Each line below needs to be printed again exactly.

__________

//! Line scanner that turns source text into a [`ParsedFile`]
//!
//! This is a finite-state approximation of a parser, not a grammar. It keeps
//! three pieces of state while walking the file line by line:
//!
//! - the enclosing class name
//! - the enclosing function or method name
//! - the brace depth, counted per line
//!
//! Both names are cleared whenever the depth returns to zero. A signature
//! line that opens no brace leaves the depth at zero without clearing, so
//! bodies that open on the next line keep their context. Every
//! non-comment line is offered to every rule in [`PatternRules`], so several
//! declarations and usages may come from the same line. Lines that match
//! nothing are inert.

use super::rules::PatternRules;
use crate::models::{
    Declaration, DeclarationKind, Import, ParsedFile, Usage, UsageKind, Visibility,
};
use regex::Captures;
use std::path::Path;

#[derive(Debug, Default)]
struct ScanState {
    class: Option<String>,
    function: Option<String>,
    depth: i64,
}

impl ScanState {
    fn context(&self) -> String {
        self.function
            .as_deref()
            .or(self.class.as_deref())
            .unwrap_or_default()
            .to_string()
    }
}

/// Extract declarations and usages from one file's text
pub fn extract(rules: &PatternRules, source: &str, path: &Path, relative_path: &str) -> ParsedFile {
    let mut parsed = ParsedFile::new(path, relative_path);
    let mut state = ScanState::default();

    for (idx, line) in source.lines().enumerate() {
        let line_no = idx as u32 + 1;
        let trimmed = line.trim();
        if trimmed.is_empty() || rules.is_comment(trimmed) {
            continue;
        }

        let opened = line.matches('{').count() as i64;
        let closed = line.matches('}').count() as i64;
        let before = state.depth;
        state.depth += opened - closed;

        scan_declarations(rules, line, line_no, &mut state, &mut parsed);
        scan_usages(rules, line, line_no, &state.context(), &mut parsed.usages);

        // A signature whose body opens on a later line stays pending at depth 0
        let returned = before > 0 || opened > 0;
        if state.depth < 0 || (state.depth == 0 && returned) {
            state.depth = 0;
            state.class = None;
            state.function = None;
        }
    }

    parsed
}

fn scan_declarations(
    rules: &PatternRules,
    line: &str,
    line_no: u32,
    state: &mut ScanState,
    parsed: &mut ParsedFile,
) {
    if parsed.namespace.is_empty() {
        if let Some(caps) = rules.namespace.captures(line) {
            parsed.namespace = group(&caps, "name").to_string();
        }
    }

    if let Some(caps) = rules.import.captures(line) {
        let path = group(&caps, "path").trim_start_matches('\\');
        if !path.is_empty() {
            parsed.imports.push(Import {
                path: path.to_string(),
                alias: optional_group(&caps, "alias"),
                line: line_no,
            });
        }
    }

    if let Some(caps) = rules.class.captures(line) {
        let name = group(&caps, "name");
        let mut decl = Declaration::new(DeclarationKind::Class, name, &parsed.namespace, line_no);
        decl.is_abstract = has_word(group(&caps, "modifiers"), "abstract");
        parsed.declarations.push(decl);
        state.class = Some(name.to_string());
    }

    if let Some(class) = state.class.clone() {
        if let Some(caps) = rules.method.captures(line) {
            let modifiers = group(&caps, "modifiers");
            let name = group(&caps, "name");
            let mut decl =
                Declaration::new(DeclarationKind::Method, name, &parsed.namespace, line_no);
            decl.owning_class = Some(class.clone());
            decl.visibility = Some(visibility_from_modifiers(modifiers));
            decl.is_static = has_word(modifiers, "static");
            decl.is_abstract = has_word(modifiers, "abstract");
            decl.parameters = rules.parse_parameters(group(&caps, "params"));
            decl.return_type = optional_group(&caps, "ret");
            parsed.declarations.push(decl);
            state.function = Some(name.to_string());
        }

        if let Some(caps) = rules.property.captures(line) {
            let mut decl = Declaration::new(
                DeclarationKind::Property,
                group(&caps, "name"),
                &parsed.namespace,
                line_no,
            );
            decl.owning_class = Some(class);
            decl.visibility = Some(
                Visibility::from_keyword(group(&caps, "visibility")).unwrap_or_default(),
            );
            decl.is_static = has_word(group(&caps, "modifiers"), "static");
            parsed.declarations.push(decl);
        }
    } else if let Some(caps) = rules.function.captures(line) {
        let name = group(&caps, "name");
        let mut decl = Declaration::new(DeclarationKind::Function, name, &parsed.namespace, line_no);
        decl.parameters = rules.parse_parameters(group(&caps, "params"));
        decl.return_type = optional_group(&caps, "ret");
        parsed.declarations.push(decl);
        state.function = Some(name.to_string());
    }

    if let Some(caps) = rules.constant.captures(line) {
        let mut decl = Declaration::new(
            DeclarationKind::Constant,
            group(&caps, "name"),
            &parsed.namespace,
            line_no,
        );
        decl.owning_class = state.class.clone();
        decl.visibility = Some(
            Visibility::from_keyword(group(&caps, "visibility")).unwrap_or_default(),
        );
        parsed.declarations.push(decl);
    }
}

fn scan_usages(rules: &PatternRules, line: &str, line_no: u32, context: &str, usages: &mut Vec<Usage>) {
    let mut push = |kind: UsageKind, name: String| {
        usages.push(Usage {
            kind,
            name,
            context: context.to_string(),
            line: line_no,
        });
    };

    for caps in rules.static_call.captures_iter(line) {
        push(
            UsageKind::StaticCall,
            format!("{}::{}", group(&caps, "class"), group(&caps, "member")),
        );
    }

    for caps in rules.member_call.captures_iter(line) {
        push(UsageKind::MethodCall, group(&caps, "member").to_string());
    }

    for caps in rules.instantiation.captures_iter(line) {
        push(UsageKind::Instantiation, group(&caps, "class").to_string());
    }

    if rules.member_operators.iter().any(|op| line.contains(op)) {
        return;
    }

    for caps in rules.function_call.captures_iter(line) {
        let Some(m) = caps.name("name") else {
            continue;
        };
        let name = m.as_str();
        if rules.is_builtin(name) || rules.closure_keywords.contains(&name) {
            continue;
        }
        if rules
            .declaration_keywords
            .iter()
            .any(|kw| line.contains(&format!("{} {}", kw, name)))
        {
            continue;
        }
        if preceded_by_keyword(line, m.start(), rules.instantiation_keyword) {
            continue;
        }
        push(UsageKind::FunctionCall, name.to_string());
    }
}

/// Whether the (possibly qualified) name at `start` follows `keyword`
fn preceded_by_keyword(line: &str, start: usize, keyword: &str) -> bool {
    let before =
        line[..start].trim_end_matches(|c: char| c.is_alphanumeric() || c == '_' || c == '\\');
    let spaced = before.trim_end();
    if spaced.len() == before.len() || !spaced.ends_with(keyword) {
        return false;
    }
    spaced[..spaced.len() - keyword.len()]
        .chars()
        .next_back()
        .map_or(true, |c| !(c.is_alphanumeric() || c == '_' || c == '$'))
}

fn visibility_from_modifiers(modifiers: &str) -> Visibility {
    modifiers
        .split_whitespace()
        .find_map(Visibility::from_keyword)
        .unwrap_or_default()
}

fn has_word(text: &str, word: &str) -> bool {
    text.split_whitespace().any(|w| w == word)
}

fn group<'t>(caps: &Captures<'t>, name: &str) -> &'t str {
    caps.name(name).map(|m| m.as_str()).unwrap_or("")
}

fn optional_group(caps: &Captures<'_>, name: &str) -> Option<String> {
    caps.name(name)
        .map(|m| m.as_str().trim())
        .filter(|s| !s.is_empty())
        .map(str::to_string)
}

__________

■ **EXERCISE ANSWER**:
//! Line scanner that turns source text into a [`ParsedFile`]
//!
//! This is a finite-state approximation of a parser, not a grammar. It keeps
//! three pieces of state while walking the file line by line:
//!
//! - the enclosing class name
//! - the enclosing function or method name
//! - the brace depth, counted per line
//!
//! Both names are cleared whenever the depth returns to zero. A signature
//! line that opens no brace leaves the depth at zero without clearing, so
//! bodies that open on the next line keep their context. Every
//! non-comment line is offered to every rule in [`PatternRules`], so several
//! declarations and usages may come from the same line. Lines that match
//! nothing are inert.

use super::rules::PatternRules;
use crate::models::{
    Declaration, DeclarationKind, Import, ParsedFile, Usage, UsageKind, Visibility,
};
use regex::Captures;
use std::path::Path;

#[derive(Debug, Default)]
struct ScanState {
    class: Option<String>,
    function: Option<String>,
    depth: i64,
}

impl ScanState {
    fn context(&self) -> String {
        self.function
            .as_deref()
            .or(self.class.as_deref())
            .unwrap_or_default()
            .to_string()
    }
}

/// Extract declarations and usages from one file's text
pub fn extract(rules: &PatternRules, source: &str, path: &Path, relative_path: &str) -> ParsedFile {
    let mut parsed = ParsedFile::new(path, relative_path);
    let mut state = ScanState::default();

    for (idx, line) in source.lines().enumerate() {
        let line_no = idx as u32 + 1;
        let trimmed = line.trim();
        if trimmed.is_empty() || rules.is_comment(trimmed) {
            continue;
        }

        let opened = line.matches('{').count() as i64;
        let closed = line.matches('}').count() as i64;
        let before = state.depth;
        state.depth += opened - closed;

        scan_declarations(rules, line, line_no, &mut state, &mut parsed);
        scan_usages(rules, line, line_no, &state.context(), &mut parsed.usages);

        // A signature whose body opens on a later line stays pending at depth 0
        let returned = before > 0 || opened > 0;
        if state.depth < 0 || (state.depth == 0 && returned) {
            state.depth = 0;
            state.class = None;
            state.function = None;
        }
    }

    parsed
}

fn scan_declarations(
    rules: &PatternRules,
    line: &str,
    line_no: u32,
    state: &mut ScanState,
    parsed: &mut ParsedFile,
) {
    if parsed.namespace.is_empty() {
        if let Some(caps) = rules.namespace.captures(line) {
            parsed.namespace = group(&caps, "name").to_string();
        }
    }

    if let Some(caps) = rules.import.captures(line) {
        let path = group(&caps, "path").trim_start_matches('\\');
        if !path.is_empty() {
            parsed.imports.push(Import {
                path: path.to_string(),
                alias: optional_group(&caps, "alias"),
                line: line_no,
            });
        }
    }

    if let Some(caps) = rules.class.captures(line) {
        let name = group(&caps, "name");
        let mut decl = Declaration::new(DeclarationKind::Class, name, &parsed.namespace, line_no);
        decl.is_abstract = has_word(group(&caps, "modifiers"), "abstract");
        parsed.declarations.push(decl);
        state.class = Some(name.to_string());
    }

    if let Some(class) = state.class.clone() {
        if let Some(caps) = rules.method.captures(line) {
            let modifiers = group(&caps, "modifiers");
            let name = group(&caps, "name");
            let mut decl =
                Declaration::new(DeclarationKind::Method, name, &parsed.namespace, line_no);
            decl.owning_class = Some(class.clone());
            decl.visibility = Some(visibility_from_modifiers(modifiers));
            decl.is_static = has_word(modifiers, "static");
            decl.is_abstract = has_word(modifiers, "abstract");
            decl.parameters = rules.parse_parameters(group(&caps, "params"));
            decl.return_type = optional_group(&caps, "ret");
            parsed.declarations.push(decl);
            state.function = Some(name.to_string());
        }

        if let Some(caps) = rules.property.captures(line) {
            let mut decl = Declaration::new(
                DeclarationKind::Property,
                group(&caps, "name"),
                &parsed.namespace,
                line_no,
            );
            decl.owning_class = Some(class);
            decl.visibility = Some(
                Visibility::from_keyword(group(&caps, "visibility")).unwrap_or_default(),
            );
            decl.is_static = has_word(group(&caps, "modifiers"), "static");
            parsed.declarations.push(decl);
        }
    } else if let Some(caps) = rules.function.captures(line) {
        let name = group(&caps, "name");
        let mut decl = Declaration::new(DeclarationKind::Function, name, &parsed.namespace, line_no);
        decl.parameters = rules.parse_parameters(group(&caps, "params"));
        decl.return_type = optional_group(&caps, "ret");
        parsed.declarations.push(decl);
        state.function = Some(name.to_string());
    }

    if let Some(caps) = rules.constant.captures(line) {
        let mut decl = Declaration::new(
            DeclarationKind::Constant,
            group(&caps, "name"),
            &parsed.namespace,
            line_no,
        );
        decl.owning_class = state.class.clone();
        decl.visibility = Some(
            Visibility::from_keyword(group(&caps, "visibility")).unwrap_or_default(),
        );
        parsed.declarations.push(decl);
    }
}

fn scan_usages(rules: &PatternRules, line: &str, line_no: u32, context: &str, usages: &mut Vec<Usage>) {
    let mut push = |kind: UsageKind, name: String| {
        usages.push(Usage {
            kind,
            name,
            context: context.to_string(),
            line: line_no,
        });
    };

    for caps in rules.static_call.captures_iter(line) {
        push(
            UsageKind::StaticCall,
            format!("{}::{}", group(&caps, "class"), group(&caps, "member")),
        );
    }

    for caps in rules.member_call.captures_iter(line) {
        push(UsageKind::MethodCall, group(&caps, "member").to_string());
    }

    for caps in rules.instantiation.captures_iter(line) {
        push(UsageKind::Instantiation, group(&caps, "class").to_string());
    }

    if rules.member_operators.iter().any(|op| line.contains(op)) {
        return;
    }

    for caps in rules.function_call.captures_iter(line) {
        let Some(m) = caps.name("name") else {
            continue;
        };
        let name = m.as_str();
        if rules.is_builtin(name) || rules.closure_keywords.contains(&name) {
            continue;
        }
        if rules
            .declaration_keywords
            .iter()
            .any(|kw| line.contains(&format!("{} {}", kw, name)))
        {
            continue;
        }
        if preceded_by_keyword(line, m.start(), rules.instantiation_keyword) {
            continue;
        }
        push(UsageKind::FunctionCall, name.to_string());
    }
}

/// Whether the (possibly qualified) name at `start` follows `keyword`
fn preceded_by_keyword(line: &str, start: usize, keyword: &str) -> bool {
    let before =
        line[..start].trim_end_matches(|c: char| c.is_alphanumeric() || c == '_' || c == '\\');
    let spaced = before.trim_end();
    if spaced.len() == before.len() || !spaced.ends_with(keyword) {
        return false;
    }
    spaced[..spaced.len() - keyword.len()]
        .chars()
        .next_back()
        .map_or(true, |c| !(c.is_alphanumeric() || c == '_' || c == '$'))
}

fn visibility_from_modifiers(modifiers: &str) -> Visibility {
    modifiers
        .split_whitespace()
        .find_map(Visibility::from_keyword)
        .unwrap_or_default()
}

fn has_word(text: &str, word: &str) -> bool {
    text.split_whitespace().any(|w| w == word)
}

fn group<'t>(caps: &Captures<'t>, name: &str) -> &'t str {
    caps.name(name).map(|m| m.as_str()).unwrap_or("")
}

fn optional_group(caps: &Captures<'_>, name: &str) -> Option<String> {
    caps.name(name)
        .map(|m| m.as_str().trim())
        .filter(|s| !s.is_empty())
        .map(str::to_string)
}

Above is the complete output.